Were there “early warning signs” of COVID-19 on Twitter?
- The first human cases of COVID-19 (subsequently named SARS-Cov-2) were first reported by officials in Wuhan City, China, in December 2019. The first cases of the virus in Europe were discovered at the end of January 2020.
- Although there were really no preventative measures that could have completely stopped the pandemic, a new study takes a retrospective look at the months preceding the rapid spread of this virus.
- Researchers suggest that, in a successive phase of the pandemic (or any pandemic), monitoring social media could help public health authorities mitigate the risks of a contagion resurgence.
Although there were really no preventative measures that could have completely stopped the pandemic, a new study takes a retrospective look at the months preceding the rapid spread of this virus. Specifically, this study focused on Twitter to decide if there were ‘warning signs’ of the upcoming pandemic on social media.
(A) Number of users discussing pneumonia between 15 December 2019 and 21 January 2020, after filtering out press releases and news accounts. (B) Relative variation in number of users discussing pneumonia between winter seasons 2019 and 2020.
Since January 2020, when the severe acute respiratory syndrome coronavirus 2 (SARS-Cov-2) began to spread from China to Europe and the United States, criticism has intensified over the ways public health authorities across the globe could have better managed the threat.
Throughout this pandemic, different surveillance strategies have been used to monitor the spread of the virus, including sentinel surveillance systems, household surveys, lab-based surveys, community-based surveys, and the Integrated Disease Surveillance and Response (IDSR) framework. More recently, social media outlets have been used for monitoring epidemics and informing the judgments and decisions of public health officials and experts.
A new study conducted by researchers at IMT School for Advanced Studies Lucca analyzed data from Twitter to uncover early warning signs of COVID-19 outbreaks in Europe during the winter season of 2019-2020. On December 31, 2019, WHO (World Health Organization) was informed of the first “cases of pneumonia of unknown etiology.” Tracking spikes in pneumonia trends was a big part of this study.
Why focus on pneumonia?
Pneumonia is the most severe condition induced by COVID-19. Additionally, the flu season in 2020 was milder than in previous years, which means there were fewer cases of flu-induced pneumonia.
The study used “pneumonia” as a keyword to track potential COVID-19 induced cases.
The study created a unique database including all public messages posted on Twitter between December 1, 2014 and March 1, 2020. This search included the seven most commonly spoken languages: English, Germany, French, Italian, Spanish, Polish, and Dutch.

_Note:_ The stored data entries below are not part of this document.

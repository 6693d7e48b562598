//! Dashboard State Store
//!
//! Reactive mirror of the sync engine, using Leptos reactive_stores for
//! field-level reactivity. Only `store_publish` writes to it, so the view
//! always shows the engine's last server-derived list.

use leptos::prelude::*;
use reactive_stores::Store;

use crate::context::Engine;
use crate::models::Task;
use crate::sync::SyncState;

#[derive(Clone, Debug, Default, Store)]
pub struct DashboardState {
    /// Last list fetched from the server
    pub tasks: Vec<Task>,
    pub sync_state: SyncState,
}

/// Type alias for the store
pub type DashboardStore = Store<DashboardState>;

pub fn use_dashboard_store() -> DashboardStore {
    expect_context::<DashboardStore>()
}

/// Replace the store contents with the engine's current view. A store
/// that has been disposed is left alone.
pub fn store_publish(store: &DashboardStore, engine: &Engine) {
    if let Some(mut tasks) = store.tasks().try_write() {
        *tasks = engine.tasks();
    }
    if let Some(mut sync_state) = store.sync_state().try_write() {
        *sync_state = engine.state();
    }
}

/// Mark a fetch as in flight
pub fn store_mark_loading(store: &DashboardStore) {
    *store.sync_state().write() = SyncState::Loading;
}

There were several adjustments made to avoid overestimations on the number of tweets mentioning cases of pneumonia during this time. Most notably, the study removed the effects on posting activity of COVID-19 related news that appeared up to January 21, 2020 (the day this virus was recognized as a serious transmissible disease), due to the fact that most tweets after this date mentioning pneumonia would be related to the COVID-19 outbreak even if they did not use the word COVID in the tweet.
The analysis shows an increase in tweets mentioning the keyword “pneumonia” in most of the European countries included in the study as early as January 2020.
In Italy, for example, where the first lock-down measures to contain the spread of COVID-19 were introduced on February 22, 2020 – the increase rate in mentions of the keyword during the first weeks of 2020 differs substantially from the rate observed in the same weeks of the previous years.
This could indicate that potentially hidden infection hotspots were identifiable several weeks before the announcement of the first local source of the virus in Italy (which happened on February 20, 2020, in Codogno, Italy.) France exhibited a similar pattern, whereas Spain, Poland, and the U.K. witnessed a delay of two weeks.
The analysis of tweets was then correlated to the regions where the first cases of infections were later reported.
The authors discovered through geo-localization that over 13,000 tweets in this same period came from the regions where the first cases of COVID-19 were later reported.
“Our study adds on to the existing evidence that social media can be a useful tool of epidemiological surveillance. They can help intercept the first signs of a new disease, before it proliferates undetected, and also track its spread,” explains Massimo Riccaboni, full professor of Economics at the IMT School, to Eurekalert. Massimo coordinated the large-scale research effort.
How could this help in the future?
Researchers suggest that, in a successive phase of the pandemic (or any pandemic), monitoring social media could help public health authorities mitigate the risks of a contagion resurgence. For example, by adopting stricter measures of social distancing where the infections appear to be increasing. The researchers of the study suggest that these tools could also be a way forward to an integrated epidemiological surveillance system that is globally managed by international health organizations.